Katherine Daniels
@beerops
kd@gamechanger.io
- The site is going down.
- But everything seemed to be fine.
-
- checked web servers, databases, mongo, more.
- What was wrong? The monitoring tool wasn’t telling us.
- One idea: monitor more. monitor everything.
-
- But if you’re looking for a needle in a haystack, the solution is not to add more hay.
- Monitoring everything just adds more stuff to weed through. Including thousands of things that might be not good (e.g. disk quote too high), but aren’t actually whats causing the problem.
- Monitor some of the things. The right things. But which things?

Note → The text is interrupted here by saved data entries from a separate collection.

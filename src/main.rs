// src/main.rs

// --- Declaração dos Módulos ---
mod config;
mod db;
mod error;
mod models;
mod services;
mod state;
mod web;

// --- Imports ---
use crate::{config::AppConfig, state::AppState};
use axum::serve;
use tokio::net::TcpListener;
use tower::ServiceBuilder;
use tower_http::{cors::CorsLayer, trace::TraceLayer};
use tracing_subscriber::{fmt, layer::SubscriberExt, util::SubscriberInitExt, EnvFilter};

#[tokio::main]
async fn main() -> anyhow::Result<()> {
    dotenvy::dotenv().ok();

    // --- Configuração do Logging (Tracing) ---
    tracing_subscriber::registry()
        .with(EnvFilter::try_from_default_env().unwrap_or_else(|_| {
            "portfolio_backend=debug,tower_http=info,sqlx=warn".into()
        }))
        .with(fmt::layer())
        .init();

    tracing::info!("🚀 Iniciando servidor do portfólio...");

    let config = AppConfig::from_env()?;

    // --- Configuração da Base de Dados ---
    let db_pool = match db::create_db_pool(&config.database_url).await {
        Ok(pool) => pool,
        Err(e) => {
            tracing::error!("❌ Falha crítica ao ligar à base de dados: {}", e);
            return Err(anyhow::anyhow!("Falha ao conectar à DB: {}", e));
        }
    };

    // Schema + contas por defeito (destrutivo se RESET_DB_ON_START)
    if let Err(e) = services::seed_service::bootstrap(&db_pool, &config).await {
        tracing::error!("❌ Falha ao inicializar a base de dados: {}", e);
        return Err(anyhow::anyhow!("Falha no bootstrap da DB: {}", e));
    }

    let app_state = AppState { db_pool };

    // --- Configuração do Endereço e Listener ---
    let addr = config.bind_addr();
    let listener = match TcpListener::bind(&addr).await {
        Ok(l) => l,
        Err(e) => {
            tracing::error!("❌ Falha ao iniciar listener em {}: {}", addr, e);
            return Err(e.into());
        }
    };
    tracing::info!("📡 Servidor escutando em http://{}", addr);

    let app = web::routes::create_router(app_state).layer(
        ServiceBuilder::new()
            .layer(TraceLayer::new_for_http())
            .layer(CorsLayer::permissive()),
    );

    // --- Início do Servidor ---
    if let Err(e) = serve(listener, app.into_make_service())
        .with_graceful_shutdown(shutdown_signal())
        .await
    {
        tracing::error!("❌ Erro fatal no servidor: {}", e);
        return Err(e.into());
    }

    tracing::info!("👋 Servidor terminado.");
    Ok(())
}

async fn shutdown_signal() {
    if let Err(e) = tokio::signal::ctrl_c().await {
        // Sem handler não há forma de parar "limpo": fica a correr até ser morto
        tracing::error!("Falha ao instalar handler de Ctrl-C: {}", e);
        std::future::pending::<()>().await;
    }
}
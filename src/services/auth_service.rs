// src/services/auth_service.rs
use crate::{
    error::{AppError, AppResult},
    models::user::User,
    services::user_service,
};
use sqlx::SqlitePool;

/// Verifica se a senha fornecida corresponde ao hash guardado.
pub async fn verify_password(password: &str, stored_hash: &str) -> AppResult<bool> {
    let password = password.to_string();
    let stored_hash = stored_hash.to_string();
    tokio::task::spawn_blocking(move || {
        tracing::debug!("Verificando hash bcrypt...");
        bcrypt::verify(&password, &stored_hash)
    })
    .await
    .map_err(|e| {
        tracing::error!("Erro na task spawn_blocking (verify_password): {:?}", e);
        AppError::InternalServerError
    })?
    .map_err(|e| {
        tracing::error!("Erro bcrypt ao verificar senha: {:?}", e);
        AppError::PasswordHashingError
    })
}

/// Gera um hash bcrypt para uma senha.
pub async fn hash_password(password: &str, cost: u32) -> AppResult<String> {
    let password = password.to_string();
    tokio::task::spawn_blocking(move || {
        tracing::debug!("Gerando hash bcrypt (custo {})...", cost);
        bcrypt::hash(&password, cost)
    })
    .await
    .map_err(|e| {
        tracing::error!("Erro na task spawn_blocking (hash_password): {:?}", e);
        AppError::InternalServerError
    })?
    .map_err(|e| {
        tracing::error!("Erro bcrypt ao gerar hash: {:?}", e);
        AppError::PasswordHashingError
    })
}

/// Confere username + password. Utilizador inexistente e senha errada dão o mesmo erro.
pub async fn authenticate(db_pool: &SqlitePool, username: &str, password: &str) -> AppResult<User> {
    let Some(user) = user_service::find_user_by_username(db_pool, username).await? else {
        tracing::warn!("Login falhado: utilizador '{}' não existe.", username);
        return Err(AppError::InvalidCredentials);
    };

    if verify_password(password, &user.password_hash).await? {
        tracing::info!("✅ Login bem-sucedido para: {} ({})", user.username, user.id);
        Ok(user)
    } else {
        tracing::warn!("Login falhado: senha incorreta para '{}'.", username);
        Err(AppError::InvalidCredentials)
    }
}
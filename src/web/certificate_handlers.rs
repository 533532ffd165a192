// src/web/certificate_handlers.rs
use crate::{
    error::AppResult,
    models::{
        certificate::{Certificate, CertificatePayload},
        filter::{ListQuery, SentinelPolicy},
    },
    services::certificate_service,
    state::AppState,
    web::{list_or_empty, require_body, require_id, CreatedResponse, MessageResponse},
};
use axum::{
    extract::{
        rejection::{JsonRejection, PathRejection, QueryRejection},
        Path, Query, State,
    },
    Json,
};

// GET /api/certificates?user_id=
// Sem user_id (ou sentinela) devolve os certificados de toda a gente.
pub async fn handle_list_certificates(
    State(state): State<AppState>,
    query: Result<Query<ListQuery>, QueryRejection>,
) -> Json<Vec<Certificate>> {
    // Query malformada (ex.: chave repetida) não pode cair no "todos"
    let query = match query {
        Ok(Query(q)) => q,
        Err(rejection) => {
            tracing::warn!("Query de certificados rejeitada: {}", rejection);
            return Json(Vec::new());
        }
    };
    tracing::info!("A buscar certificados para user_id: {:?}", query.user_id);

    let filter = match query.owner_filter(SentinelPolicy::ListAll) {
        Ok(filter) => filter,
        Err(e) => {
            tracing::warn!("user_id inválido ({:?}): {}", query.user_id, e);
            return Json(Vec::new());
        }
    };

    list_or_empty(
        "certificados",
        certificate_service::list_certificates(&state.db_pool, filter).await,
    )
}

// POST /api/certificates
pub async fn handle_create_certificate(
    State(state): State<AppState>,
    payload: Result<Json<CertificatePayload>, JsonRejection>,
) -> AppResult<Json<CreatedResponse>> {
    let certificate = require_body(payload)?.validate()?;
    let id = certificate_service::create_certificate(&state.db_pool, &certificate).await?;
    Ok(Json(CreatedResponse::new(id, "Certificate created successfully")))
}

// DELETE /api/certificates/{id}
pub async fn handle_delete_certificate(
    State(state): State<AppState>,
    id: Result<Path<i64>, PathRejection>,
) -> AppResult<Json<MessageResponse>> {
    let id = require_id(id, "Certificate")?;
    certificate_service::delete_certificate(&state.db_pool, id).await?;
    Ok(Json(MessageResponse::ok("Certificate deleted successfully")))
}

If we knew, we’d already be monitoring.
- Talk to Amazon…
-
- “try switching the load balancer”
- “try switching the web server”
- We had written a service called healthd that was supposed to monitor api1, and api2.
- But we didn’t have logging for healthd, so we didn’t know what was wrong.
- We needing more detail.
- So adding logging, so we knew which API had a problem.
- We also had some people who tried the monitor everything problem.
- They uncovered a user who seemed to be scripting the site.
- They added metrics for where the time was being spent with the API handlers
- The site would go down for a minute each time things would blip.
- We set the timeouts to be lower.
- We found some database queries to be optimized.
- We found some old APIs that we didn’t need and we removed them.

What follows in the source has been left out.